How does that make any sense? We could extrapolate on that, you know. The 7970 should have been released at 150$ because in 4 years there'll be a card that performs similarly at that price point!
Compare the 7970's price with current products and see that its price makes total sense.
Lol, it's amazing how you look at this 100% from a company perspective, and 0% from a consumer perspective. Do you work for AMD? Maybe you have stock options?
Yes I do compare, and I am seeing that two 6870 1GB cards match it's performance at 1920x resolution for $200 less. And two 6950 2GB cards in crossfire comfortably beat a 7970 at 2560x resolution for $100 less. Name one thing this card brings to the table that is worth recommending over two 6950s 2GB. This is not new gen performance, this is 2 year old gen performance with a new box and a new price. 5870 +50% performance + 50% price. What a great deal! Next year with the 8970 are we gonna get another +50% performance and +50% price?

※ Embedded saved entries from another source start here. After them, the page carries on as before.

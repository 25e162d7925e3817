//! DCT perceptual hash.
//!
//! The reference tables were produced offline by the Python
//! `imagehash.phash` (hash size 8, high-frequency factor 4) on top of Pillow.
//! Matching only works if this module produces the same bits for the same
//! image, so the grayscale conversion and the Lanczos resampler below follow
//! Pillow's fixed-point arithmetic rather than the `image` crate's float
//! implementations.

use std::f64::consts::PI;
use std::fmt;
use std::str::FromStr;

use image::{DynamicImage, GrayImage, Luma};
use thiserror::Error;

/// Side of the low-frequency DCT block; the hash has `HASH_SIZE²` bits.
pub const HASH_SIZE: usize = 8;
const HIGHFREQ_FACTOR: usize = 4;
/// Side of the grayscale thumbnail the DCT runs on.
const IMG_SIZE: usize = HASH_SIZE * HIGHFREQ_FACTOR;

/// Fixed-point precision of Pillow's 8-bit resampler.
const PRECISION_BITS: u32 = 32 - 8 - 2;
const LANCZOS_SUPPORT: f64 = 3.0;

#[derive(Debug, Error, PartialEq)]
pub enum HashParseError {
    #[error("hash is empty")]
    Empty,

    #[error("invalid hex hash: {0}")]
    Hex(#[from] hex::FromHexError),
}

#[derive(Debug, Error, PartialEq, Eq)]
#[error("cannot compare a {left}-bit hash with a {right}-bit hash")]
pub struct LengthMismatch {
    pub left: usize,
    pub right: usize,
}

/// Perceptual hash bits, most significant bit first.
#[derive(Debug, Clone, PartialEq, Eq, Hash)]
pub struct PerceptualHash {
    bytes: Vec<u8>,
}

impl PerceptualHash {
    /// Pack row-major bits; `bits.len()` is rounded up to whole bytes with
    /// trailing zero bits.
    pub fn from_bits(bits: &[bool]) -> Self {
        let bytes = bits
            .chunks(8)
            .map(|chunk| {
                chunk
                    .iter()
                    .enumerate()
                    .fold(0u8, |acc, (i, &bit)| acc | ((bit as u8) << (7 - i)))
            })
            .collect();
        Self { bytes }
    }

    pub fn bit_len(&self) -> usize {
        self.bytes.len() * 8
    }

    /// Number of differing bits.
    pub fn distance(&self, other: &PerceptualHash) -> Result<u32, LengthMismatch> {
        if self.bytes.len() != other.bytes.len() {
            return Err(LengthMismatch {
                left: self.bit_len(),
                right: other.bit_len(),
            });
        }
        Ok(self
            .bytes
            .iter()
            .zip(&other.bytes)
            .map(|(a, b)| (a ^ b).count_ones())
            .sum())
    }
}

impl FromStr for PerceptualHash {
    type Err = HashParseError;

    fn from_str(s: &str) -> Result<Self, Self::Err> {
        let s = s.trim();
        if s.is_empty() {
            return Err(HashParseError::Empty);
        }
        Ok(Self {
            bytes: hex::decode(s)?,
        })
    }
}

impl fmt::Display for PerceptualHash {
    fn fmt(&self, f: &mut fmt::Formatter<'_>) -> fmt::Result {
        f.write_str(&hex::encode(&self.bytes))
    }
}

/// Compute the 64-bit perceptual hash of an image.
pub fn phash(image: &DynamicImage) -> PerceptualHash {
    let gray = to_luma(image);
    let thumb = resize_lanczos(&gray, IMG_SIZE as u32, IMG_SIZE as u32);

    let coeffs = low_frequency_dct(&thumb);
    let median = median(&coeffs);

    let bits: Vec<bool> = coeffs.iter().map(|&c| c > median).collect();
    PerceptualHash::from_bits(&bits)
}

/// ITU-R 601-2 luma in 16.16 fixed point, alpha ignored.
fn luma_601(r: u8, g: u8, b: u8) -> u8 {
    ((r as u32 * 19595 + g as u32 * 38470 + b as u32 * 7471 + 0x8000) >> 16) as u8
}

fn to_luma(image: &DynamicImage) -> GrayImage {
    match image {
        DynamicImage::ImageLuma8(gray) => gray.clone(),
        DynamicImage::ImageLumaA8(_) | DynamicImage::ImageLuma16(_) | DynamicImage::ImageLumaA16(_) => {
            image.to_luma8()
        }
        _ => {
            let rgb = image.to_rgb8();
            GrayImage::from_fn(rgb.width(), rgb.height(), |x, y| {
                let [r, g, b] = rgb.get_pixel(x, y).0;
                Luma([luma_601(r, g, b)])
            })
        }
    }
}

fn sinc(x: f64) -> f64 {
    if x == 0.0 {
        1.0
    } else {
        let x = x * PI;
        x.sin() / x
    }
}

fn lanczos(x: f64) -> f64 {
    if (-LANCZOS_SUPPORT..LANCZOS_SUPPORT).contains(&x) {
        sinc(x) * sinc(x / LANCZOS_SUPPORT)
    } else {
        0.0
    }
}

/// Per-output-pixel filter taps along one axis.
struct Taps {
    /// `(first input index, tap count)` per output pixel.
    bounds: Vec<(usize, usize)>,
    /// `ksize` fixed-point weights per output pixel.
    weights: Vec<i32>,
    ksize: usize,
}

impl Taps {
    fn new(in_size: usize, out_size: usize) -> Self {
        let scale = in_size as f64 / out_size as f64;
        let filter_scale = scale.max(1.0);
        let support = LANCZOS_SUPPORT * filter_scale;
        let ksize = support.ceil() as usize * 2 + 1;

        let mut bounds = Vec::with_capacity(out_size);
        let mut weights = vec![0i32; out_size * ksize];
        let mut row = Vec::with_capacity(ksize);

        for xx in 0..out_size {
            let center = (xx as f64 + 0.5) * scale;
            let ss = 1.0 / filter_scale;
            // Float-to-int casts truncate toward zero before clamping.
            let xmin = ((center - support + 0.5) as i64).max(0) as usize;
            let xmax = ((center + support + 0.5) as i64).min(in_size as i64) as usize - xmin;

            row.clear();
            let mut total = 0.0;
            for x in 0..xmax {
                let w = lanczos((x as f64 + xmin as f64 - center + 0.5) * ss);
                row.push(w);
                total += w;
            }

            let out = &mut weights[xx * ksize..xx * ksize + xmax];
            for (slot, &w) in out.iter_mut().zip(&row) {
                let w = if total != 0.0 { w / total } else { w };
                let scaled = w * (1u32 << PRECISION_BITS) as f64;
                *slot = if w < 0.0 { (scaled - 0.5) as i32 } else { (scaled + 0.5) as i32 };
            }
            bounds.push((xmin, xmax));
        }

        Self { bounds, weights, ksize }
    }

    fn apply<F>(&self, out: usize, sample: F) -> u8
    where
        F: Fn(usize) -> u8,
    {
        let (start, count) = self.bounds[out];
        let weights = &self.weights[out * self.ksize..out * self.ksize + count];
        let acc = weights
            .iter()
            .enumerate()
            .fold(1i64 << (PRECISION_BITS - 1), |acc, (i, &w)| {
                acc + sample(start + i) as i64 * w as i64
            });
        clip8(acc)
    }
}

fn clip8(v: i64) -> u8 {
    if v >= (1i64 << PRECISION_BITS << 8) {
        255
    } else if v <= 0 {
        0
    } else {
        (v >> PRECISION_BITS) as u8
    }
}

/// Separable Lanczos-3 resample: horizontal pass, then vertical, each rounded
/// back to 8 bits.
fn resize_lanczos(src: &GrayImage, width: u32, height: u32) -> GrayImage {
    let horizontal = if src.width() == width {
        src.clone()
    } else {
        let taps = Taps::new(src.width() as usize, width as usize);
        GrayImage::from_fn(width, src.height(), |x, y| {
            Luma([taps.apply(x as usize, |sx| src.get_pixel(sx as u32, y).0[0])])
        })
    };

    if horizontal.height() == height {
        return horizontal;
    }
    let taps = Taps::new(horizontal.height() as usize, height as usize);
    GrayImage::from_fn(width, height, |x, y| {
        Luma([taps.apply(y as usize, |sy| horizontal.get_pixel(x, sy as u32).0[0])])
    })
}

/// Top-left `HASH_SIZE x HASH_SIZE` block of the unnormalized 2-D DCT-II,
/// row-major. Columns are transformed first, then rows.
fn low_frequency_dct(thumb: &GrayImage) -> Vec<f64> {
    let n = IMG_SIZE;
    let cos: Vec<f64> = (0..HASH_SIZE)
        .flat_map(|k| (0..n).map(move |i| (PI * k as f64 * (2 * i + 1) as f64 / (2 * n) as f64).cos()))
        .collect();
    let pixel = |row: usize, col: usize| thumb.get_pixel(col as u32, row as u32).0[0] as f64;

    // Column pass: only the first HASH_SIZE frequencies are needed.
    let mut columns = vec![0.0; HASH_SIZE * n];
    for k in 0..HASH_SIZE {
        for col in 0..n {
            let sum: f64 = (0..n).map(|row| pixel(row, col) * cos[k * n + row]).sum();
            columns[k * n + col] = 2.0 * sum;
        }
    }

    let mut out = Vec::with_capacity(HASH_SIZE * HASH_SIZE);
    for k in 0..HASH_SIZE {
        for l in 0..HASH_SIZE {
            let sum: f64 = (0..n).map(|col| columns[k * n + col] * cos[l * n + col]).sum();
            out.push(2.0 * sum);
        }
    }
    out
}

fn median(values: &[f64]) -> f64 {
    let mut sorted = values.to_vec();
    sorted.sort_by(f64::total_cmp);
    let mid = sorted.len() / 2;
    if sorted.len() % 2 == 0 {
        (sorted[mid - 1] + sorted[mid]) / 2.0
    } else {
        sorted[mid]
    }
}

We don't, which is likely more evidence that this rumor is false, but then again not unbelievable as a part like that if released to day would be more than justifiable @ $400. And again, does not detract from GK104 not being GK100.But if you are looking on things historically where do you see the $400 mid-range part ?
Nope, just establishing that GK104 is a step below GK100, in retrospect "mid-range" has been used too loosely. Wherever pricing, performance, and of course price/performance shakes out remains to be seenBut again 'mid-range' you think a mid-range card will be $400 ?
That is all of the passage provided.